Molecular mechanism of environmental D-xylose perception by a XylFII-LytS complex in bacteria

D-xylose, the main building block of plant biomass, is a pentose sugar that can be used by bacteria as a carbon source for bio-based fuel and chemical production through fermentation. In bacteria, the first step for D-xylose metabolism is signal perception at the membrane. We previously identified a three-component system in Firmicutes bacteria comprising a membrane-associated sensor protein (XylFII), a transmembrane histidine kinase (LytS) for periplasmic D-xylose sensing, and a cytoplasmic response regulator (YesN) that activates the transcription of the target ABC transporter xylFGH genes to promote the uptake of D-xylose. The molecular mechanism underlying signal perception and integration of these processes remains elusive, however. Here we purified the N-terminal periplasmic domain of LytS (LytSN) in a complex with XylFII and determined the conformational structures of the complex in its D-xylose-free and D-xylose-bound forms. LytSN contains a four-helix bundle, and XylFII contains two Rossmann fold-like globular domains with a xylose-binding cleft between them. In the absence of D-xylose, LytSN and XylFII formed a heterodimer.
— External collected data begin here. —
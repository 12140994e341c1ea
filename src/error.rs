use thiserror::Error;

#[derive(Error, Debug, Clone, PartialEq, Eq)]
pub enum MemrisError {
    #[error("{what} index {index} out of bounds (limit {limit})")]
    OutOfBounds {
        what: &'static str,
        index: usize,
        limit: usize,
    },

    #[error("table capacity exceeded ({capacity} rows)")]
    CapacityExceeded { capacity: usize },

    #[error("type mismatch on column {column}: expected {expected} lane, found {actual}")]
    TypeMismatch {
        column: usize,
        expected: &'static str,
        actual: &'static str,
    },

    #[error("null value for primitive non-null column {column}")]
    NullInPrimitive { column: usize },

    #[error("unsupported operation: {0}")]
    UnsupportedOperation(String),

    #[error("invalid argument shape: {0}")]
    ArgumentShape(String),
}

pub type Result<T> = std::result::Result<T, MemrisError>;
Specific binding of D-xylose to the cleft of XylFII induced a large conformational change that closed the cleft and brought the globular domains closer together. This conformational change led to the formation of an active XylFII-LytSN heterotetramer. Mutations at the D-xylose binding site and the heterotetramer interface diminished heterotetramer formation and impaired the D-xylose-sensing function of XylFII-LytS. Based on these data, we propose a working model of XylFII-LytS that provides a molecular basis for D-xylose utilization and metabolic modification in bacteria.